Friendli Engine
About Friendli Engine
Friendli Engine specializes in fast and cost-effective LLM inference, catering to developers and businesses in generative AI. Its innovative features such as iteration batching and TCache enable users to achieve exceptional performance with significant cost savings, transforming how LLMs are deployed and utilized.
Friendli Engine offers flexible pricing plans, designed to accommodate various user needs. From free trials to subscription tiers with added benefits, users can choose a plan that best suits their requirements, enhancing their generative AI capabilities while enjoying significant savings on processing costs.
The user interface of Friendli Engine is intuitively designed for seamless navigation, enhancing user experience. Its streamlined layout features easy access to features like real-time performance analytics and model customization, ensuring that users can efficiently manage and deploy their AI models with minimal hassle.
How Friendli Engine works
Users begin by signing up for Friendli Engine, where they can easily onboard their generative AI models. Once logged in, they can explore features like Dedicated Endpoints or Containers to serve LLM inferences. The platform's unique iteration batching enables users to process multiple requests efficiently, saving both time and resources, while intelligent caching reduces GPU workload, enhancing overall performance.

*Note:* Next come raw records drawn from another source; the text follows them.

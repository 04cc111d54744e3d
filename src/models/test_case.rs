//! Test case models
//!
//! A [`TestClass`] groups cases sharing a module, tags and a skip marker.
//! Each [`TestCase`] owns its lifecycle hooks and a [`Body`], which is
//! decided when the case is built rather than probed at run time.

use serde::{Deserialize, Serialize};
use std::fmt;

use crate::executor::Cx;
use crate::generative::Producer;
use crate::models::{Signal, StepResult};
use crate::tags::TagSet;

/// Setup or teardown hook
pub type Hook = Box<dyn FnMut(&mut Cx<'_>) -> StepResult>;

/// Plain test body
pub type TestFn = Box<dyn FnMut(&mut Cx<'_>) -> StepResult>;

/// Generative test body, returning the producer of sub-tests
pub type GeneratorFn = Box<dyn FnMut(&mut Cx<'_>) -> Result<Producer, Signal>>;

/// Dotted identity of a test case
#[derive(Clone, Debug, PartialEq, Eq, Hash, PartialOrd, Ord, Serialize, Deserialize)]
pub struct TestId {
    pub module: String,
    pub class: String,
    pub method: String,
}

impl TestId {
    pub fn new(
        module: impl Into<String>,
        class: impl Into<String>,
        method: impl Into<String>,
    ) -> Self {
        Self {
            module: module.into(),
            class: class.into(),
            method: method.into(),
        }
    }

    /// `module.Class` key identifying the class
    pub fn class_key(&self) -> String {
        format!("{}.{}", self.module, self.class)
    }

    /// Parse a dotted `module.Class.method` identity
    ///
    /// The module part may itself contain dots.
    pub fn parse(dotted: &str) -> Option<Self> {
        let (rest, method) = dotted.rsplit_once('.')?;
        let (module, class) = rest.rsplit_once('.')?;
        if module.is_empty() || class.is_empty() || method.is_empty() {
            return None;
        }
        Some(Self::new(module, class, method))
    }
}

impl fmt::Display for TestId {
    fn fmt(&self, f: &mut fmt::Formatter<'_>) -> fmt::Result {
        write!(f, "{}.{}.{}", self.module, self.class, self.method)
    }
}

/// Test body, plain or generative
pub enum Body {
    Plain(TestFn),
    Generative(GeneratorFn),
}

impl Body {
    pub fn is_generative(&self) -> bool {
        matches!(self, Body::Generative(_))
    }
}

impl fmt::Debug for Body {
    fn fmt(&self, f: &mut fmt::Formatter<'_>) -> fmt::Result {
        match self {
            Body::Plain(_) => write!(f, "Body::Plain"),
            Body::Generative(_) => write!(f, "Body::Generative"),
        }
    }
}

/// A group of test cases sharing module, tags and skip marker
#[derive(Clone, Debug)]
pub struct TestClass {
    pub module: String,
    pub name: String,
    pub tags: TagSet,
    pub skip: Option<String>,
    /// Source file the class lives in, used to locate its data directory
    pub source_file: Option<String>,
}

impl TestClass {
    pub fn new(module: impl Into<String>, name: impl Into<String>) -> Self {
        Self {
            module: module.into(),
            name: name.into(),
            tags: TagSet::empty(),
            skip: None,
            source_file: None,
        }
    }

    pub fn with_tags(mut self, tags: impl Into<TagSet>) -> Self {
        self.tags = tags.into();
        self
    }

    /// Skip every case of this class unconditionally
    pub fn skip(mut self, reason: impl Into<String>) -> Self {
        self.skip = Some(reason.into());
        self
    }

    pub fn with_source_file(mut self, path: impl Into<String>) -> Self {
        self.source_file = Some(path.into());
        self
    }

    /// Build a case with a plain body
    pub fn case<F>(&self, method: &str, body: F) -> TestCase
    where
        F: FnMut(&mut Cx<'_>) -> StepResult + 'static,
    {
        TestCase::new(self, method, Body::Plain(Box::new(body)))
    }

    /// Build a case with a generative body
    pub fn generative<F>(&self, method: &str, body: F) -> TestCase
    where
        F: FnMut(&mut Cx<'_>) -> Result<Producer, Signal> + 'static,
    {
        TestCase::new(self, method, Body::Generative(Box::new(body)))
    }
}

/// Everything about a case except its code
#[derive(Clone, Debug)]
pub struct CaseInfo {
    pub id: TestId,
    pub doc: Option<String>,
    /// Effective tags, class tags included when the case inherits them
    pub tags: TagSet,
    pub skip: Option<String>,
    pub class_skip: Option<String>,
    pub source_file: Option<String>,
    pub(crate) class_tags: TagSet,
    pub(crate) current_description: Option<String>,
}

impl CaseInfo {
    /// Reason of an unconditional skip marker on the class or the case
    pub fn skip_reason(&self) -> Option<&str> {
        self.class_skip.as_deref().or(self.skip.as_deref())
    }

    /// Default description: `method (module.Class)` plus the first doc line
    pub fn default_description(&self) -> String {
        let base = format!(
            "{} ({}.{})",
            self.id.method, self.id.module, self.id.class
        );
        match self.doc.as_deref().and_then(|d| d.lines().next()) {
            Some(line) if !line.trim().is_empty() => format!("{base}: {}", line.trim()),
            _ => base,
        }
    }

    /// Description currently in effect, possibly overridden by a sub-test
    pub fn description(&self) -> String {
        match &self.current_description {
            Some(descr) => descr.clone(),
            None => self.default_description(),
        }
    }

    pub fn set_description(&mut self, descr: Option<String>) {
        self.current_description = descr;
    }
}

/// One test-method invocation with its hooks and body
pub struct TestCase {
    pub info: CaseInfo,
    pub(crate) setup: Option<Hook>,
    pub(crate) teardown: Option<Hook>,
    pub(crate) body: Body,
}

impl TestCase {
    pub fn new(class: &TestClass, method: &str, body: Body) -> Self {
        Self {
            info: CaseInfo {
                id: TestId::new(&class.module, &class.name, method),
                doc: None,
                tags: class.tags.clone(),
                skip: None,
                class_skip: class.skip.clone(),
                source_file: class.source_file.clone(),
                class_tags: class.tags.clone(),
                current_description: None,
            },
            setup: None,
            teardown: None,
            body,
        }
    }

    pub fn with_setup<F>(mut self, hook: F) -> Self
    where
        F: FnMut(&mut Cx<'_>) -> StepResult + 'static,
    {
        self.setup = Some(Box::new(hook));
        self
    }

    pub fn with_teardown<F>(mut self, hook: F) -> Self
    where
        F: FnMut(&mut Cx<'_>) -> StepResult + 'static,
    {
        self.teardown = Some(Box::new(hook));
        self
    }

    /// Tag the case; class tags are kept when the set inherits
    pub fn with_tags(mut self, tags: impl Into<TagSet>) -> Self {
        let tags: TagSet = tags.into();
        self.info.tags = tags.resolve(&self.info.class_tags);
        self
    }

    pub fn with_doc(mut self, doc: impl Into<String>) -> Self {
        self.info.doc = Some(doc.into());
        self
    }

    /// Skip this case unconditionally
    pub fn skip(mut self, reason: impl Into<String>) -> Self {
        self.info.skip = Some(reason.into());
        self
    }

    pub fn id(&self) -> &TestId {
        &self.info.id
    }

    pub fn is_generative(&self) -> bool {
        self.body.is_generative()
    }
}

impl fmt::Debug for TestCase {
    fn fmt(&self, f: &mut fmt::Formatter<'_>) -> fmt::Result {
        f.debug_struct("TestCase")
            .field("id", &self.info.id.to_string())
            .field("tags", &self.info.tags)
            .field("body", &self.body)
            .finish()
    }
}

impl fmt::Display for TestCase {
    fn fmt(&self, f: &mut fmt::Formatter<'_>) -> fmt::Result {
        write!(f, "{}", self.info.id)
    }
}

Key Features for Friendli Engine
Iteration Batching Technology
Friendli Engine introduces innovative iteration batching technology that significantly increases LLM inference throughput. This unique feature allows users to handle multiple generation requests concurrently, resulting in an efficient and cost-effective experience, proving essential for high-demand environments in generative AI development.
Multi-LoRA Model Support
The Friendli Engine's ability to support multiple LoRA models on a single GPU represents a significant advancement in generative AI. This feature simplifies model customization and enhances efficiency, allowing users to deploy various applications without the need for extensive GPU resources, ultimately lowering costs.
Speculative Decoding
Speculative decoding is a key feature of Friendli Engine that accelerates inference times. By predicting future tokens while generating the current token, it retains model output accuracy while significantly reducing latency, making it an indispensable tool for applications requiring rapid response times in generative AI.